April 21st, 2015 / By Deborah J. Merritt
In a series of posts (here, here, and here) I’ve explained why I believe that ExamSoft’s massive computer glitch lowered performance on the July 2014 Multistate Bar Exam (MBE). I’ve also explained how NCBE’s equating and scaling process amplified the damage to produce a 5-point drop in the national bar passage rate.
We now have a final piece of evidence suggesting that something untoward happened on the July 2014 bar exam: The February 2015 MBE did not produce the same type of score drop. This February’s MBE was harder than any version of the test given over the last four decades; it covered seven subjects instead of six. Confronted with that challenge, the February scores declined somewhat from the previous year’s mark. The mean scaled score on the February 2015 MBE was 136.2, 1.8 points lower than the February 2014 mean scaled score of 138.0.
The contested July 2014 MBE, however, produced a drop of 2.8 points compared to the July 2013 test. That drop was 35.7% larger than the February drop. The July 2014 shift was also larger than any other year-to-year change (positive or negative) recorded during the last ten years. (I treat the February and July exams as separate categories, as NCBE and others do.)
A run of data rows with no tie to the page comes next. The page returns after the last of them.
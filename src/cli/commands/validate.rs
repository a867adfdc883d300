//! Validate command implementation

use crate::cli::logging::log;
use crate::cli::LogLevel;
use crate::config::ValidateArgs;
use crate::manifest::{Batcher, Experiment};
use crate::persistence::load_experiment_file;
use crate::validation::{validate_experiment, validate_run_order, ValidationOptions};

fn batcher_name(batcher: &Batcher) -> &'static str {
    match batcher {
        Batcher::SrcBatcher(_) => "SrcBatcher",
        Batcher::TrgBatcher(_) => "TrgBatcher",
        Batcher::InOrderBatcher(_) => "InOrderBatcher",
    }
}

/// Format model information as a string
pub fn format_model_info(exp: &Experiment) -> String {
    let t = exp.model.translator();
    let mut lines = vec![format!("  Encoder: {}", t.encoder.kind())];
    if let Some(dim) = t.src_embedder.emb_dim() {
        lines.push(format!("  Source embedding dim: {dim}"));
    }
    if let Some(dim) = t.trg_embedder.emb_dim() {
        lines.push(format!("  Target embedding dim: {dim}"));
    }
    lines.push(format!("  Default layer dim: {}", exp.exp_global.default_layer_dim));
    lines.join("\n")
}

/// Format training configuration as a string
pub fn format_training_info(exp: &Experiment) -> String {
    let r = exp.train.simple();
    let epochs = r
        .run_for_epochs
        .map_or_else(|| "unset".to_string(), |n| n.to_string());
    let mut lines = vec![
        format!("  Training data: {} / {}", r.src_file, r.trg_file),
        format!(
            "  Trainer: {} (lr={})",
            r.trainer.kind(),
            r.trainer.learning_rate()
        ),
        format!(
            "  Batcher: {} (batch_size={})",
            batcher_name(&r.batcher),
            r.batcher.batch_size()
        ),
        format!("  Epochs: {epochs}"),
    ];
    if r.lr_decay < 1.0 {
        lines.push(format!(
            "  LR decay: {} x{} (patience {})",
            r.lr_decay, r.lr_decay_times, r.patience
        ));
    }
    lines.push(format!("  Dev tasks: {}", r.dev_tasks.len()));
    lines.join("\n")
}

/// Format output paths and final evaluation as a string
pub fn format_output_info(exp: &Experiment) -> String {
    let mut lines = vec![
        format!("  Model file: {}", exp.exp_global.model_file),
        format!("  Log file: {}", exp.exp_global.log_file),
    ];
    for task in &exp.evaluate {
        let desc = task.desc().map(|d| format!(" ({d})")).unwrap_or_default();
        lines.push(format!("  Evaluate: {}{desc}", task.src_file()));
    }
    lines.join("\n")
}

/// Print detailed experiment summary
pub fn print_detailed_summary(name: &str, exp: &Experiment) {
    println!();
    println!("Experiment '{name}':");
    println!("{}", format_model_info(exp));
    println!();
    println!("{}", format_training_info(exp));
    println!();
    println!("{}", format_output_info(exp));
}

pub fn run_validate(args: ValidateArgs, level: LogLevel) -> Result<(), String> {
    log(
        level,
        LogLevel::Normal,
        &format!("Validating: {}", args.config.display()),
    );

    let file = load_experiment_file(&args.config).map_err(|e| format!("Config error: {e}"))?;
    let selected = file.select(&[]).map_err(|e| format!("Config error: {e}"))?;
    validate_run_order(&selected).map_err(|e| format!("Validation error: {e}"))?;

    let options = ValidationOptions {
        check_files: args.check_files,
    };
    for raw in selected {
        if !raw.is_resolvable_now() {
            log(
                level,
                LogLevel::Normal,
                &format!(
                    "  {}: deferred (loads a model written by an earlier experiment)",
                    raw.name
                ),
            );
            continue;
        }
        let resolved = raw
            .resolve()
            .map_err(|e| format!("Config error in '{}': {e}", raw.name))?;
        validate_experiment(&resolved.experiment, &options)
            .map_err(|e| format!("Validation error in '{}': {e}", raw.name))?;
        log(level, LogLevel::Normal, &format!("  {}: valid", raw.name));

        if args.detailed && level != LogLevel::Quiet {
            print_detailed_summary(&raw.name, &resolved.experiment);
        }
    }

    log(level, LogLevel::Normal, "Configuration is valid");
    Ok(())
}
//! Packing training pairs into batches

use crate::engine::SentencePair;
use crate::manifest::Batcher;
use crate::reader::Sentence;

/// Length of a read sentence as the length limits count it: the trailing
/// `</s>` is included.
pub fn sent_len(sent: &Sentence) -> usize {
    sent.len()
}

/// Zip source and target sentences, dropping pairs over the length limits.
pub fn filter_pairs(
    src: Vec<Sentence>,
    trg: Vec<Sentence>,
    max_src_len: Option<usize>,
    max_trg_len: Option<usize>,
) -> Vec<SentencePair> {
    src.into_iter()
        .zip(trg)
        .filter(|(s, t)| {
            max_src_len.map_or(true, |max| sent_len(s) <= max)
                && max_trg_len.map_or(true, |max| sent_len(t) <= max)
        })
        .map(|(src, trg)| SentencePair { src, trg })
        .collect()
}

/// Split `pairs` into batches of at most `batch_size` pairs.
///
/// `SrcBatcher` and `TrgBatcher` sort by source or target length first (the
/// sort is stable, so equal lengths keep file order); `InOrderBatcher` keeps
/// file order.
pub fn pack_batches(pairs: &[SentencePair], batcher: &Batcher) -> Vec<Vec<SentencePair>> {
    let mut order: Vec<&SentencePair> = pairs.iter().collect();
    match batcher {
        Batcher::SrcBatcher(_) => order.sort_by_key(|p| p.src.len()),
        Batcher::TrgBatcher(_) => order.sort_by_key(|p| p.trg.len()),
        Batcher::InOrderBatcher(_) => {}
    }
    order
        .chunks(batcher.batch_size().max(1))
        .map(|chunk| chunk.iter().map(|&p| p.clone()).collect())
        .collect()
}

/// Merge every `update_every` consecutive batches into one update.
pub fn group_updates(
    batches: Vec<Vec<SentencePair>>,
    update_every: usize,
) -> Vec<Vec<SentencePair>> {
    if update_every <= 1 {
        return batches;
    }
    let mut grouped = Vec::new();
    let mut current = Vec::new();
    for (i, batch) in batches.into_iter().enumerate() {
        current.extend(batch);
        if (i + 1) % update_every == 0 {
            grouped.push(std::mem::take(&mut current));
        }
    }
    if !current.is_empty() {
        grouped.push(current);
    }
    grouped
}

#[cfg(test)]
mod tests {
    use super::*;
    use crate::manifest::BatchSize;
    use crate::vocab::ES;
    use proptest::prelude::*;

    fn sent(n: usize) -> Sentence {
        let mut s = vec![2; n];
        s.push(ES);
        s
    }

    fn pairs(lens: &[(usize, usize)]) -> Vec<SentencePair> {
        lens.iter()
            .map(|&(s, t)| SentencePair {
                src: sent(s),
                trg: sent(t),
            })
            .collect()
    }

    fn size(n: usize) -> BatchSize {
        BatchSize { batch_size: n }
    }

    #[test]
    fn test_filter_pairs_limits() {
        let src = vec![sent(1), sent(5), sent(2)];
        let trg = vec![sent(1), sent(1), sent(9)];
        let kept = filter_pairs(src, trg, Some(3), Some(4));
        assert_eq!(kept.len(), 1);
        assert_eq!(sent_len(&kept[0].src), 2);
    }

    #[test]
    fn test_filter_pairs_counts_end_marker() {
        // two words plus </s> exceed a limit of 2
        let kept = filter_pairs(vec![sent(2), sent(1)], vec![sent(1), sent(1)], Some(2), None);
        assert_eq!(kept.len(), 1);
        assert_eq!(kept[0].src, sent(1));
    }

    #[test]
    fn test_src_batcher_sorts_by_source() {
        let p = pairs(&[(3, 1), (1, 2), (2, 3)]);
        let batches = pack_batches(&p, &Batcher::SrcBatcher(size(2)));
        assert_eq!(batches.len(), 2);
        let lens: Vec<usize> = batches.iter().flatten().map(|p| sent_len(&p.src)).collect();
        assert_eq!(lens, vec![2, 3, 4]);
    }

    #[test]
    fn test_trg_batcher_sorts_by_target() {
        let p = pairs(&[(3, 3), (1, 1), (2, 2)]);
        let batches = pack_batches(&p, &Batcher::TrgBatcher(size(5)));
        assert_eq!(batches.len(), 1);
        let lens: Vec<usize> = batches[0].iter().map(|p| sent_len(&p.trg)).collect();
        assert_eq!(lens, vec![2, 3, 4]);
    }

    #[test]
    fn test_in_order_batcher_keeps_order() {
        let p = pairs(&[(3, 1), (1, 1), (2, 1)]);
        let batches = pack_batches(&p, &Batcher::InOrderBatcher(size(1)));
        assert_eq!(batches.len(), 3);
        assert_eq!(sent_len(&batches[0][0].src), 4);
    }

    #[test]
    fn test_group_updates() {
        let p = pairs(&[(1, 1); 5]);
        let batches = pack_batches(&p, &Batcher::InOrderBatcher(size(1)));
        let grouped = group_updates(batches, 2);
        let sizes: Vec<usize> = grouped.iter().map(Vec::len).collect();
        assert_eq!(sizes, vec![2, 2, 1]);
    }

    proptest! {
        #[test]
        fn prop_batches_cover_every_pair(
            lens in prop::collection::vec((0usize..20, 0usize..20), 0..40),
            batch_size in 1usize..8
        ) {
            let p = pairs(&lens);
            for batcher in [
                Batcher::SrcBatcher(size(batch_size)),
                Batcher::TrgBatcher(size(batch_size)),
                Batcher::InOrderBatcher(size(batch_size)),
            ] {
                let batches = pack_batches(&p, &batcher);
                prop_assert_eq!(batches.iter().map(Vec::len).sum::<usize>(), p.len());
                prop_assert!(batches.iter().all(|b| !b.is_empty() && b.len() <= batch_size));
            }
        }
    }
}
The shift in February 2015 scores, on the other hand, is similar in magnitude to five other changes that occurred during the last decade. Scores dropped, but not nearly as much as in July–and that’s despite taking a harder version of the MBE. Why did the July 2014 examinees perform so poorly?
It can’t be a change in the quality of test takers, as NCBE’s president, Erica Moeser, has suggested in a series of communications to law deans and the profession. The February 2015 examinees started law school at about the same time as the July 2014 ones. As others have shown, law student credentials (as measured by LSAT scores) declined only modestly for students who entered law school in 2011.
We’re left with the conclusion that something very unusual happened in July 2014, and it’s not hard to find that unusual event: a software problem that occupied test-takers’ time, aggravated their stress, and interfered with their sleep.
On its own, my comparison of score drops does not show that the ExamSoft crisis caused the fall in July 2014 test performance. The other evidence I have already discussed is more persuasive. I offer this supplemental analysis for two reasons.
First, I want to forestall arguments that February’s performance proves that the July test-takers must have been less qualified than previous examinees. February’s mean scaled score did drop, compared to the previous February, but the drop was considerably less than the sharp July decline. The latter drop remains the largest score change during the last ten years. It clearly is an outlier that requires more explanation. (And this, of course, is without considering the increased difficulty of the February exam.)
Second, when combined with other evidence about the ExamSoft debacle, this comparison adds to the concerns. Why did scores fall so precipitously in July 2014? The answer seems to be ExamSoft, and we owe that answer to test-takers who failed the July 2014 bar exam.
One final note: Although I remain very concerned about both the handling of the ExamSoft problem and the equating of the new MBE to the old one, I am equally concerned about law schools that admit students who will struggle to pass a fairly administered bar exam. NCBE, state bar examiners, and law schools together stand as gatekeepers to the profession and we all owe a duty of fairness to those who seek to join the profession. More about that soon.